Santhera Pharmaceuticals (SIX: SANN) announces that the UK’s Medicines and Healthcare Products Regulatory Agency (MHRA) has designated vamorolone as Promising Innovative Medicine (PIM) for the treatment of Duchenne muscular dystrophy (DMD). In November 2018, Santhera acquired from Idorsia the option to an exclusive sub-license to vamorolone in all indications and all countries worldwide, except Japan and South Korea.

“We congratulate ReveraGen on this success and are excited about the PIM designation as it further validates the potential of vamorolone as an innovative treatment approach addressing the high unmet medical need in young patients with Duchenne muscular dystrophy,” said Thomas Meier, PhD, CEO of Santhera.

The PIM designation indicates that the UK MHRA considers vamorolone a promising candidate for the Early Access to Medicines Scheme (EAMS).
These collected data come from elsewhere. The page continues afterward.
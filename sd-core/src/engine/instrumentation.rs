//! Per-sensor read statistics for debugging flaky devices

use tracing::debug;

#[derive(Debug, Clone, Default)]
pub struct Instrumentation {
    pub collects_good: u64,
    pub collects_missed: u64,
    pub streak_good: u64,
    pub streak_missed: u64,
    pub min_collected: f64,
    pub max_collected: f64,
}

impl Instrumentation {
    pub fn new() -> Self {
        Self::default()
    }

    /// Record one reading. Only streak changes and new extremes are logged.
    pub fn record(&mut self, sensor: &str, reading: f64) {
        if self.collects_good == 0 && self.collects_missed == 0 {
            debug!(sensor = %sensor, "First collection attempt");
        }

        if !reading.is_finite() {
            if self.streak_missed == 0 {
                debug!(
                    sensor = %sensor,
                    good = self.collects_good,
                    missed = self.collects_missed,
                    prior_good_streak = self.streak_good,
                    "Missing reading"
                );
            }
            self.streak_good = 0;
            self.collects_missed += 1;
            self.streak_missed += 1;
            return;
        }

        if self.streak_good == 0 && self.collects_good != 0 {
            debug!(
                sensor = %sensor,
                good = self.collects_good,
                missed = self.collects_missed,
                prior_miss_streak = self.streak_missed,
                "Recovered reading"
            );
        }

        if self.collects_good == 0 {
            debug!(sensor = %sensor, reading, "First reading");
            self.min_collected = reading;
            self.max_collected = reading;
        }

        self.streak_missed = 0;
        self.collects_good += 1;
        self.streak_good += 1;

        if reading < self.min_collected {
            debug!(sensor = %sensor, reading, "Lowest reading");
            self.min_collected = reading;
        }
        if reading > self.max_collected {
            debug!(sensor = %sensor, reading, "Highest reading");
            self.max_collected = reading;
        }
    }
}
In the UK, the EAMS, of which PIM is the first step, aims to give patients with life threatening or seriously debilitating conditions access to medicines that do not yet have a marketing authorization when there is a clear unmet medical need.

Vamorolone is a first-in-class steroidal anti-inflammatory investigational drug in development as treatment for DMD. Data from non-clinical and clinical studies indicated that vamorolone treatment results in a persistent improvement of muscle function with less adverse effects typically reported for traditional corticosteroids.
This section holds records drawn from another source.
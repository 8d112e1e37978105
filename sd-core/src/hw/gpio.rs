//! Shared GPIO line handles
//!
//! Several sensors may gate on the same presence or enable line. The cache
//! opens each line once and hands out [`LineLease`] guards; the line is
//! released when the last lease is dropped. Access is confined to the event
//! loop thread, so the counts are plain integers.

use std::cell::RefCell;
use std::collections::HashMap;
use std::fmt;
use std::rc::Rc;

use tracing::debug;

use crate::error::Result;

struct Slot<L> {
    line: Rc<L>,
    refs: usize,
}

type Slots<L> = Rc<RefCell<HashMap<String, Slot<L>>>>;

/// Arena of open lines keyed by line name
pub struct LineCache<L> {
    slots: Slots<L>,
}

impl<L> LineCache<L> {
    pub fn new() -> Self {
        Self {
            slots: Rc::new(RefCell::new(HashMap::new())),
        }
    }

    /// Lease `name`, opening it with `open` if nobody holds it yet
    pub fn acquire<F>(&self, name: &str, open: F) -> Result<LineLease<L>>
    where
        F: FnOnce(&str) -> Result<L>,
    {
        let mut slots = self.slots.borrow_mut();
        let line = match slots.get_mut(name) {
            Some(slot) => {
                slot.refs += 1;
                Rc::clone(&slot.line)
            }
            None => {
                let line = Rc::new(open(name)?);
                debug!(line = %name, "GPIO line opened");
                slots.insert(
                    name.to_string(),
                    Slot {
                        line: Rc::clone(&line),
                        refs: 1,
                    },
                );
                line
            }
        };

        Ok(LineLease {
            name: name.to_string(),
            line,
            slots: Rc::clone(&self.slots),
        })
    }

    /// Number of leases currently held on `name`
    pub fn ref_count(&self, name: &str) -> usize {
        self.slots.borrow().get(name).map_or(0, |s| s.refs)
    }

    pub fn is_open(&self, name: &str) -> bool {
        self.slots.borrow().contains_key(name)
    }

    pub fn len(&self) -> usize {
        self.slots.borrow().len()
    }

    pub fn is_empty(&self) -> bool {
        self.len() == 0
    }
}

impl<L> Default for LineCache<L> {
    fn default() -> Self {
        Self::new()
    }
}

impl<L> Clone for LineCache<L> {
    fn clone(&self) -> Self {
        Self {
            slots: Rc::clone(&self.slots),
        }
    }
}

/// Scoped hold on a cached line; dropping it releases the reference
pub struct LineLease<L> {
    name: String,
    line: Rc<L>,
    slots: Slots<L>,
}

impl<L> LineLease<L> {
    pub fn name(&self) -> &str {
        &self.name
    }

    pub fn line(&self) -> &L {
        &self.line
    }
}

impl<L> fmt::Debug for LineLease<L> {
    fn fmt(&self, f: &mut fmt::Formatter<'_>) -> fmt::Result {
        f.debug_struct("LineLease").field("name", &self.name).finish()
    }
}

impl<L> Drop for LineLease<L> {
    fn drop(&mut self) {
        let mut slots = self.slots.borrow_mut();
        let release = match slots.get_mut(&self.name) {
            Some(slot) => {
                slot.refs = slot.refs.saturating_sub(1);
                slot.refs == 0
            }
            None => false,
        };
        if release {
            slots.remove(&self.name);
            debug!(line = %self.name, "GPIO line released");
        }
    }
}

#[cfg(test)]
mod tests {
    use super::*;
    use crate::error::SensorError;
    use std::cell::Cell;

    struct FakeLine {
        released: Rc<Cell<u32>>,
    }

    impl Drop for FakeLine {
        fn drop(&mut self) {
            self.released.set(self.released.get() + 1);
        }
    }

    #[test]
    fn test_shared_line_opened_once() {
        let cache = LineCache::new();
        let opens = Cell::new(0);
        let released = Rc::new(Cell::new(0));
        let open = |_: &str| {
            opens.set(opens.get() + 1);
            Ok(FakeLine { released: released.clone() })
        };

        let a = cache.acquire("PS_PWROK", open).unwrap();
        let b = cache.acquire("PS_PWROK", open).unwrap();
        assert_eq!(opens.get(), 1);
        assert_eq!(cache.ref_count("PS_PWROK"), 2);

        drop(a);
        assert!(cache.is_open("PS_PWROK"));
        assert_eq!(released.get(), 0);

        drop(b);
        assert!(!cache.is_open("PS_PWROK"));
        assert_eq!(released.get(), 1);
    }

    #[test]
    fn test_open_failure_leaves_no_slot() {
        let cache: LineCache<FakeLine> = LineCache::new();
        let err = cache
            .acquire("MISSING", |name| Err(SensorError::generic(format!("no line {}", name))))
            .unwrap_err();
        assert!(err.to_string().contains("MISSING"));
        assert!(cache.is_empty());
    }

    #[test]
    fn test_lease_outlives_cache_handle() {
        let released = Rc::new(Cell::new(0));
        let lease = {
            let cache = LineCache::new();
            cache
                .acquire("FAN_PRSNT", |_| Ok(FakeLine { released: released.clone() }))
                .unwrap()
        };
        assert_eq!(lease.name(), "FAN_PRSNT");
        drop(lease);
        assert_eq!(released.get(), 1);
    }
}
Vamorolone has been granted Orphan Drug status in the US and in Europe and has received Fast Track and Rare Pediatric Disease designations by the US FDA.

About Vamorolone – first-in-class dissociative steroid
Vamorolone is a first-in-class drug candidate that binds to the same receptors as corticosteroids but modifies the downstream activity of the receptors. This has the potential to ‘dissociate’ efficacy from typical steroid safety concerns and therefore could replace existing corticosteroids, the current standard of care in children and adolescent patients with DMD. There is significant unmet medical need in this patient group as high dose corticosteroids have severe systemic side effects that detract from treatment compliance and patient quality of life.

Vamorolone is being developed by US-based ReveraGen BioPharma Inc. with participation in funding and design of studies by several international non-profit foundations, the US National Institutes of Health, the US Department of Defense and the European Commission’s Horizon 2020 program. In November 2018, Santhera acquired from Idorsia the option to an exclusive sub-license to vamorolone in all indications and all countries worldwide (except Japan and South Korea).